I like the Occupy movements. When the Arab Spring uprisings were beginning, I wondered when Americans would have their own Spring and rise up against bad things being done by big institutions. I thought that Occupy was the answer, but it turns out that it was only a symbol of the solution and it gave a name to what is happening now. The 99% matter and I count myself as one of them. Since Citizen's United, our vote doesn't count that much, but I'm beginning to believe that voting is passe anyway. Tweeting beats voting. How's that for a radical idea? Blogging beats voting.

In the voting booth, I'm one person operating in secret. On the web, I'm one person working with thousands of others in very well organized campaigns to make ourselves heard. One more example will show what I mean.
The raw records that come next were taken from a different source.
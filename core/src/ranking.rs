//! Popularity ranking.
//!
//! Both backends rank films the same way: `rate` descending, ties broken by id
//! ascending. The in-memory backend ranks with [`rank_popular`]; the `PostgreSQL`
//! backend expresses the same order in SQL.

use crate::model::Film;
use std::cmp::Reverse;

/// Default number of films returned by the popular query.
pub const DEFAULT_POPULAR_COUNT: i64 = 10;

/// Convert a requested count into a result length.
///
/// Non-positive counts yield zero; anything larger than `usize` saturates.
#[must_use]
pub fn clamp_limit(count: i64) -> usize {
    if count <= 0 {
        0
    } else {
        usize::try_from(count).unwrap_or(usize::MAX)
    }
}

/// Rank films by popularity and keep the first `limit`.
///
/// A `limit` above the number of films returns all of them.
#[must_use]
pub fn rank_popular(mut films: Vec<Film>, limit: usize) -> Vec<Film> {
    films.sort_by_key(|film| (Reverse(film.rate), film.id));
    films.truncate(limit);
    films
}
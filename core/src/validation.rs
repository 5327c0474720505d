//! Validation layer.
//!
//! Pure checks run by the services before any storage mutation. Each failed
//! rule yields [`FilmorateError::Validation`] with a message fit for the client;
//! nothing is written when a check fails.

use crate::error::{FilmorateError, Result};
use crate::model::{Film, User};
use chrono::NaiveDate;

/// Maximum description length, in characters.
pub const MAX_DESCRIPTION_LEN: usize = 200;

/// The earliest accepted release date: the first public film screening.
#[must_use]
pub fn cinema_epoch() -> NaiveDate {
    NaiveDate::from_ymd_opt(1895, 12, 28).unwrap_or(NaiveDate::MIN)
}

/// Check a film against the creation/update rules.
///
/// # Errors
///
/// Returns [`FilmorateError::Validation`] naming the first rule the film breaks.
pub fn validate_film(film: &Film) -> Result<()> {
    if film.name.trim().is_empty() {
        return Err(FilmorateError::validation("Название не может быть пустым"));
    }
    if film.description.chars().count() > MAX_DESCRIPTION_LEN {
        return Err(FilmorateError::validation(
            "Максимальная длина описания — 200 символов",
        ));
    }
    if film.release_date < cinema_epoch() {
        return Err(FilmorateError::validation(
            "Дата релиза не может быть до 28.12.1895",
        ));
    }
    if film.duration <= 0 {
        return Err(FilmorateError::validation(
            "Продолжительность фильма должна быть положительной",
        ));
    }
    if film.rate < 0 {
        return Err(FilmorateError::validation(
            "Рейтинг не может быть отрицательным",
        ));
    }
    Ok(())
}

/// Check a user against the creation/update rules.
///
/// `today` comes from the injected clock so the birthday rule is deterministic
/// under test.
///
/// # Errors
///
/// Returns [`FilmorateError::Validation`] naming the first rule the user breaks.
pub fn validate_user(user: &User, today: NaiveDate) -> Result<()> {
    if user.email.trim().is_empty() || !user.email.contains('@') {
        return Err(FilmorateError::validation(
            "Электронная почта не может быть пустой и должна содержать символ @",
        ));
    }
    if user.login.trim().is_empty() {
        return Err(FilmorateError::validation("Логин не может быть пустым"));
    }
    if user.login.chars().any(char::is_whitespace) {
        return Err(FilmorateError::validation(
            "Логин не может содержать пробелы",
        ));
    }
    if user.birthday > today {
        return Err(FilmorateError::validation(
            "Дата рождения не может быть в будущем",
        ));
    }
    Ok(())
}

/// Fill in derived fields: a blank name becomes the login.
#[must_use]
pub fn normalize_user(mut user: User) -> User {
    if user.name.trim().is_empty() {
        user.name.clone_from(&user.login);
    }
    user
}

#[cfg(test)]
#[allow(clippy::unwrap_used, clippy::panic)]
mod tests {
    use super::*;
    use crate::model::Mpa;
    use proptest::prelude::*;

    fn date(y: i32, m: u32, d: u32) -> NaiveDate {
        NaiveDate::from_ymd_opt(y, m, d).unwrap()
    }

    fn film() -> Film {
        Film::new("Film", "A film", date(2000, 1, 1), 100, Mpa::reference(1))
    }

    fn user() -> User {
        User::new("alice@example.com", "alice", "Alice", date(1990, 5, 15))
    }

    fn reason(result: Result<()>) -> String {
        match result {
            Err(FilmorateError::Validation(reason)) => reason,
            other => panic!("expected validation error, got {other:?}"),
        }
    }

    #[test]
    fn valid_film_passes() {
        assert!(validate_film(&film()).is_ok());
    }

    #[test]
    fn blank_film_name_is_rejected() {
        let mut f = film();
        f.name = "   ".to_string();
        assert_eq!(reason(validate_film(&f)), "Название не может быть пустым");
    }

    #[test]
    fn description_limit_counts_characters() {
        let mut f = film();
        f.description = "я".repeat(MAX_DESCRIPTION_LEN);
        assert!(validate_film(&f).is_ok());

        f.description.push('я');
        assert!(validate_film(&f).is_err());
    }

    #[test]
    fn release_date_boundary() {
        let mut f = film();
        f.release_date = cinema_epoch();
        assert!(validate_film(&f).is_ok());

        f.release_date = date(1895, 12, 27);
        assert_eq!(
            reason(validate_film(&f)),
            "Дата релиза не может быть до 28.12.1895"
        );
    }

    #[test]
    fn duration_must_be_positive() {
        let mut f = film();
        f.duration = 0;
        assert!(validate_film(&f).is_err());
        f.duration = -5;
        assert!(validate_film(&f).is_err());
    }

    #[test]
    fn negative_rate_is_rejected() {
        let f = film().with_rate(-1);
        assert!(validate_film(&f).is_err());
    }

    #[test]
    fn valid_user_passes() {
        assert!(validate_user(&user(), date(2024, 1, 1)).is_ok());
    }

    #[test]
    fn email_needs_at_sign() {
        let mut u = user();
        u.email = "alice.example.com".to_string();
        assert!(validate_user(&u, date(2024, 1, 1)).is_err());
        u.email = String::new();
        assert!(validate_user(&u, date(2024, 1, 1)).is_err());
    }

    #[test]
    fn login_with_space_is_rejected() {
        let mut u = user();
        u.login = "ali ce".to_string();
        assert_eq!(
            reason(validate_user(&u, date(2024, 1, 1))),
            "Логин не может содержать пробелы"
        );
    }

    #[test]
    fn birthday_today_is_allowed_tomorrow_is_not() {
        let today = date(2024, 1, 1);
        let mut u = user();
        u.birthday = today;
        assert!(validate_user(&u, today).is_ok());
        u.birthday = date(2024, 1, 2);
        assert_eq!(
            reason(validate_user(&u, today)),
            "Дата рождения не может быть в будущем"
        );
    }

    #[test]
    fn blank_name_defaults_to_login() {
        let mut u = user();
        u.name = " ".to_string();
        assert_eq!(normalize_user(u).name, "alice");
        assert_eq!(normalize_user(user()).name, "Alice");
    }

    proptest! {
        #[test]
        fn films_before_epoch_always_fail(days in 1i64..100_000) {
            let mut f = film();
            f.release_date = cinema_epoch() - chrono::Duration::days(days);
            prop_assert!(validate_film(&f).is_err());
        }

        #[test]
        fn logins_without_whitespace_pass(login in "[a-zA-Z0-9_]{1,20}") {
            let mut u = user();
            u.login = login;
            prop_assert!(validate_user(&u, date(2024, 1, 1)).is_ok());
        }

        #[test]
        fn normalized_name_is_never_blank(login in "[a-z]{1,12}", name in "[ ]{0,3}") {
            let mut u = user();
            u.login = login.clone();
            u.name = name;
            prop_assert_eq!(normalize_user(u).name, login);
        }
    }
}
Last week, McDonald's tried a viral marketing campaign on Twitter. They were trying to make their business appealing by having everyone tell #McStories using that hashtag. People used the hashtag, but told stories about getting sick, becoming fat, having strange objects in their food, discussing how McDonald's doesn't make real food, and on and on. The corporation lost the battle. Had I written to my representative to get some work done to curb McDonald's power, I would have been outvoiced by McMoney. On the web, social media is turning out to be as powerful as corporate money.

Voting might not change the world any more. I gave up on believing that it could when my 2008 vote didn't change much of anything. But the Like button, the hashtag, and +1 seem to be ways to vote early and often and to make an end run around corporate power, conservative organizations, and the victimhood of the American people. It turns out that to change the world we just need to go online and write on.